** Data for this exercise follows **
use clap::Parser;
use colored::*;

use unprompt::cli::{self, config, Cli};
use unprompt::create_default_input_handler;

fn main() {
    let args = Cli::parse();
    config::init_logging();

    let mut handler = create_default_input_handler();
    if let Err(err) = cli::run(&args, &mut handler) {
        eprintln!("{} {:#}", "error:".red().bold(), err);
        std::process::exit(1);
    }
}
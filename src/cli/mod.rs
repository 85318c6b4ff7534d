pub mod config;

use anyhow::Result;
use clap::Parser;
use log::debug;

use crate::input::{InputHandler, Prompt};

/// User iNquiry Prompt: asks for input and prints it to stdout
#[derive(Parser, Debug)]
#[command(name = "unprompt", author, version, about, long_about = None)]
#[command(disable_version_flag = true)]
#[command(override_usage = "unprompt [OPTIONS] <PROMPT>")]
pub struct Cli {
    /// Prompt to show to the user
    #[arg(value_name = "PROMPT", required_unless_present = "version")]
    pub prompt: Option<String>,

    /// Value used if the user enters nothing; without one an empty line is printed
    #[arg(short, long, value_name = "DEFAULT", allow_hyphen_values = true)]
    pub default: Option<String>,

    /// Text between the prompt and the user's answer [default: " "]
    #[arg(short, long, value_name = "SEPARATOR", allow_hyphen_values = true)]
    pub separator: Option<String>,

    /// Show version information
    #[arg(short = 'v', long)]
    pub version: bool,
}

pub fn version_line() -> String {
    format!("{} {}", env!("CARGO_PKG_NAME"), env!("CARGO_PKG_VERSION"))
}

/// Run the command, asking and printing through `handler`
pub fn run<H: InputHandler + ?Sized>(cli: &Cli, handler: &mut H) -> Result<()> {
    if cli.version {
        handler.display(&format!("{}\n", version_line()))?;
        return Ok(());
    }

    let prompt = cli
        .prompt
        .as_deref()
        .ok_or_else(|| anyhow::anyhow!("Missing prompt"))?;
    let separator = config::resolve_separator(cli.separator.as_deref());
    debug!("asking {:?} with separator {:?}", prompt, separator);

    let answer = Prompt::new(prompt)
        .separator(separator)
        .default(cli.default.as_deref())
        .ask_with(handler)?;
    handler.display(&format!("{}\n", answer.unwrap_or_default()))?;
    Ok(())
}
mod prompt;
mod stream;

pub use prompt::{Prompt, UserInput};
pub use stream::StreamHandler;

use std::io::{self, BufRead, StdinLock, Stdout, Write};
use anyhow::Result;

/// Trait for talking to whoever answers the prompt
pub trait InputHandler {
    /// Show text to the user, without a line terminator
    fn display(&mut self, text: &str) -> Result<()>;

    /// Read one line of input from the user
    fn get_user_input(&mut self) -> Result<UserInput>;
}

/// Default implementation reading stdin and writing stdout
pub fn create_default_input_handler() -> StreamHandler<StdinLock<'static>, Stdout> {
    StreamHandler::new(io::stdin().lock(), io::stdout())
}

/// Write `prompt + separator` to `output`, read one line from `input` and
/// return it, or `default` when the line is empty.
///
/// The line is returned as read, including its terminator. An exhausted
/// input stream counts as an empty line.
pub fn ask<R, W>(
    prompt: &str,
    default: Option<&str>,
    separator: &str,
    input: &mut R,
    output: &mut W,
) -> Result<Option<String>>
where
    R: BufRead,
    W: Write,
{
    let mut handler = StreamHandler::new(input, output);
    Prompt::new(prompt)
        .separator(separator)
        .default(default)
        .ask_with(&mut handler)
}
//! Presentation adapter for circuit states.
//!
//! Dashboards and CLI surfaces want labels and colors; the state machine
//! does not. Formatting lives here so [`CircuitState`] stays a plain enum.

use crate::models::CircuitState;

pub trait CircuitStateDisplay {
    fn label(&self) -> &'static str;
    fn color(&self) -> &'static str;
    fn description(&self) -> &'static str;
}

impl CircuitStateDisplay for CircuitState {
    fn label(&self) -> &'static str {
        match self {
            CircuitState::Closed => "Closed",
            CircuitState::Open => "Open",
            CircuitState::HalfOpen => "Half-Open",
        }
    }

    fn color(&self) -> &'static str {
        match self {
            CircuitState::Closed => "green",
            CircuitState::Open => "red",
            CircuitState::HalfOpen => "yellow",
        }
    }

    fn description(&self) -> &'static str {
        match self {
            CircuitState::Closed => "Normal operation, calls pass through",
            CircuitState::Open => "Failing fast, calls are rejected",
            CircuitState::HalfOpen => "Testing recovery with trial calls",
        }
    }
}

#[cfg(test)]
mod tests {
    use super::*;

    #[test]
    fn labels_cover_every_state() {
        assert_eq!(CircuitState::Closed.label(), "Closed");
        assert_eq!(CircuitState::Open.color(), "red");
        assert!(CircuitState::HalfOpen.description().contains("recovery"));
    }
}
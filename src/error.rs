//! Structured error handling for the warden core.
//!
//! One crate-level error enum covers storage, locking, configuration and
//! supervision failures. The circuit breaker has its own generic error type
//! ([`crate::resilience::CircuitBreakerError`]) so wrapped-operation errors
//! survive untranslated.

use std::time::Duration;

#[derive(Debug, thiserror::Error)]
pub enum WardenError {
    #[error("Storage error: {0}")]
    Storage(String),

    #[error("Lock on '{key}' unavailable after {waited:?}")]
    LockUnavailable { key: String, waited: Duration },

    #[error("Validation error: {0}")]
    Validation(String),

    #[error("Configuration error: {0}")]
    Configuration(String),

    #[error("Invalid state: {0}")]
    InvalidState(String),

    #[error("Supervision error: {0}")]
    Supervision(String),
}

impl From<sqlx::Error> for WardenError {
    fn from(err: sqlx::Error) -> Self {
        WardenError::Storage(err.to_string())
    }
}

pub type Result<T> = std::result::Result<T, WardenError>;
** End of Data for this exercise **
** Data for this exercise follows **
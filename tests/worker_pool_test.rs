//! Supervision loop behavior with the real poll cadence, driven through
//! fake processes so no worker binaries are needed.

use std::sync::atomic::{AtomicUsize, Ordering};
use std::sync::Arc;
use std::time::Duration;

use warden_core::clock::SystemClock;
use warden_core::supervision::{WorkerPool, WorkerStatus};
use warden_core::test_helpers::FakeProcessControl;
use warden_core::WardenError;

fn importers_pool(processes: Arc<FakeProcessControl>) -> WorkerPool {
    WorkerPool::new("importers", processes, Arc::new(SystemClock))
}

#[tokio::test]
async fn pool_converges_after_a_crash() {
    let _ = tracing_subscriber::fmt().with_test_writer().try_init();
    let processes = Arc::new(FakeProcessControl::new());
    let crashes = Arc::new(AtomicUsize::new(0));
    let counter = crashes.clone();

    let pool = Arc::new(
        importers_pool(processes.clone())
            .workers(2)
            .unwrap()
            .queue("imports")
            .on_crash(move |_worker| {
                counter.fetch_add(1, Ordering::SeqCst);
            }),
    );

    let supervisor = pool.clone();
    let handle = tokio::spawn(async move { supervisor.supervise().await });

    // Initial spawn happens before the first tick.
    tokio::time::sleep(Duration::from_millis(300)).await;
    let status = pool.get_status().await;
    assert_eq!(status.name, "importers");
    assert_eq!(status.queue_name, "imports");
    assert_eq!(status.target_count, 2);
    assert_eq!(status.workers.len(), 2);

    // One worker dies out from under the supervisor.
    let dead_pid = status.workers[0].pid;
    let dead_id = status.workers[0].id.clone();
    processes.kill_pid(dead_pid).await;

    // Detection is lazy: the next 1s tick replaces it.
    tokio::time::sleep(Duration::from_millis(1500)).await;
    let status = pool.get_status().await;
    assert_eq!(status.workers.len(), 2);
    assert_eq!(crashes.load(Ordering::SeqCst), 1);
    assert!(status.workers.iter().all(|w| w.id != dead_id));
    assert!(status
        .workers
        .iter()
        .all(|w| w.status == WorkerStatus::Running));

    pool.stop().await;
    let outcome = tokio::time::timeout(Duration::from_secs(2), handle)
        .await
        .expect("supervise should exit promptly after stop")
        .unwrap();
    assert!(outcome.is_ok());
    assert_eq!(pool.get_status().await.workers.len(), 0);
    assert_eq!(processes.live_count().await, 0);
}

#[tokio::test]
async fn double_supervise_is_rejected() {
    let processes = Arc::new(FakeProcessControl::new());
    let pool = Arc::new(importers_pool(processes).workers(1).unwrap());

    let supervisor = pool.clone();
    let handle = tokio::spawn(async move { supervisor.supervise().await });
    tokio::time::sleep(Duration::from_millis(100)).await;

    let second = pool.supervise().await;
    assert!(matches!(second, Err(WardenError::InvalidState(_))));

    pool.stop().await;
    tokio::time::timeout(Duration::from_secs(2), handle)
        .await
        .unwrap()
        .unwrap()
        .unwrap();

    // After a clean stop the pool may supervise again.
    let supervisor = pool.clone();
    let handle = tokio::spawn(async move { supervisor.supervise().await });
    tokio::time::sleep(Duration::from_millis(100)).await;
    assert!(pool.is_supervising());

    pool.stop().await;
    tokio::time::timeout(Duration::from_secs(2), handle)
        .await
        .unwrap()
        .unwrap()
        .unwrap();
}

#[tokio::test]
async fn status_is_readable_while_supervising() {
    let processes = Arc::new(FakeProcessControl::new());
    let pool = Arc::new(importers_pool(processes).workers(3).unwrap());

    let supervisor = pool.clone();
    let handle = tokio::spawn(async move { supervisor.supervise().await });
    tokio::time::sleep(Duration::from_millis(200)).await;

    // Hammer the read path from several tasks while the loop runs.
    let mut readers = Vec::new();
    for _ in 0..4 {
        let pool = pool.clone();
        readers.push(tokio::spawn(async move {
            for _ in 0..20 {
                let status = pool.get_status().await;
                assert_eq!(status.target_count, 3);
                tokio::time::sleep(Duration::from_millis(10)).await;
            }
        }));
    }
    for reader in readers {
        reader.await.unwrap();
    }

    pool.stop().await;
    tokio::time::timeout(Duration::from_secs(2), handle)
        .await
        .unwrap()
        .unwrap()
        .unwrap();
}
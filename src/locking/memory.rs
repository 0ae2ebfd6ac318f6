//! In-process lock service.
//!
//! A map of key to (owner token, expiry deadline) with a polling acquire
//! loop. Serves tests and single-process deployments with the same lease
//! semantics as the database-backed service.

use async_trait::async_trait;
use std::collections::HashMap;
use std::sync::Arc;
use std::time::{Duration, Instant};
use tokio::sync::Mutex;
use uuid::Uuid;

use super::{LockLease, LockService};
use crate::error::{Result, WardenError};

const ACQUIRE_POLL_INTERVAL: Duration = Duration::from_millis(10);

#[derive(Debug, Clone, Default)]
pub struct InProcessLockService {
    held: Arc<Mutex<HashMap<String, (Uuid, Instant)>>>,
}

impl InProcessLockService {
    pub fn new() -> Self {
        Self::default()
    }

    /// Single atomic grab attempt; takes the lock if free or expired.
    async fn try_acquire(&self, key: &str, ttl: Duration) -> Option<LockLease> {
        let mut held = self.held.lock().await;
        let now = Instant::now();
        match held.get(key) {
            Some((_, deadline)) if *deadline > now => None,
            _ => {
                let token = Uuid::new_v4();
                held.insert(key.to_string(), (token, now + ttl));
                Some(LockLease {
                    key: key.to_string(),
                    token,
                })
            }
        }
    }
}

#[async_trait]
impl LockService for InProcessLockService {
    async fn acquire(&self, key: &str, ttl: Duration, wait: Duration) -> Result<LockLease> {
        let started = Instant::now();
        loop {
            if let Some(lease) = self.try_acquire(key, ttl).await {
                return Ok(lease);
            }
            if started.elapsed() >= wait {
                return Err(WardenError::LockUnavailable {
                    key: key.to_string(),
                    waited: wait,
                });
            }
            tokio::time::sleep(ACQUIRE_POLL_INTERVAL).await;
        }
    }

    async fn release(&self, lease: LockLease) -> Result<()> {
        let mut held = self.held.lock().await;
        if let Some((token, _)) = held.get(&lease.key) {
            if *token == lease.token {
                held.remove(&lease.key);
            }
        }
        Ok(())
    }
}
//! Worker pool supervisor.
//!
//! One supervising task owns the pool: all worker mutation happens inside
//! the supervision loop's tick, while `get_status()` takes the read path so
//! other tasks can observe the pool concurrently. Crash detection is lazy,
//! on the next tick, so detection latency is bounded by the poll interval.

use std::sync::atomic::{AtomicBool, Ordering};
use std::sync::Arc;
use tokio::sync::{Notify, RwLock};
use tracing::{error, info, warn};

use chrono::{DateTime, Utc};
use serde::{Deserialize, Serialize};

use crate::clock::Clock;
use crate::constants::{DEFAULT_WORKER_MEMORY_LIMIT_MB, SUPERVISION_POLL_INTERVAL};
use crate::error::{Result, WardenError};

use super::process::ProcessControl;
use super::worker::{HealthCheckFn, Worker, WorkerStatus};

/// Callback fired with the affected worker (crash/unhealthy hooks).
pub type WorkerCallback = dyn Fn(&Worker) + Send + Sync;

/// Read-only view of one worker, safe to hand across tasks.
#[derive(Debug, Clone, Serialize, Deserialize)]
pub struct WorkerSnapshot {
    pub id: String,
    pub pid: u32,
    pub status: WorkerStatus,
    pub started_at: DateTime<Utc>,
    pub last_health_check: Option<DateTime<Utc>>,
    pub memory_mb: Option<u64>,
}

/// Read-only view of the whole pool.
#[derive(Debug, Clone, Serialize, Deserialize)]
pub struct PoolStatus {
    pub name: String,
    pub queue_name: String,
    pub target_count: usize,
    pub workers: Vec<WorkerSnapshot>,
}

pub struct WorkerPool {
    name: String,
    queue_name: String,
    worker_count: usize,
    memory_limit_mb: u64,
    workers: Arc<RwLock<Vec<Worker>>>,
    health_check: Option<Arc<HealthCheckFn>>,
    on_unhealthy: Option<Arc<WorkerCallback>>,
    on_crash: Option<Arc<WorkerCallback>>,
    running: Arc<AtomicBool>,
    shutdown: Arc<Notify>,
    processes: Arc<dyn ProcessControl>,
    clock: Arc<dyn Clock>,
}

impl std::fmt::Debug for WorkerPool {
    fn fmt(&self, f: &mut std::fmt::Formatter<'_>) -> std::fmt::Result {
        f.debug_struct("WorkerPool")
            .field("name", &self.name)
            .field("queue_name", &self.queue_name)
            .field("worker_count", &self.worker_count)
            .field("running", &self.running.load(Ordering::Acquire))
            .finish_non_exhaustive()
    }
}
** End of Data for this exercise **
_The task_
Copy out each line of the data where the string "HashMap" appears.

_Solved exercise_
use std::collections::HashMap;
    held: Arc<Mutex<HashMap<String, (Uuid, Instant)>>>,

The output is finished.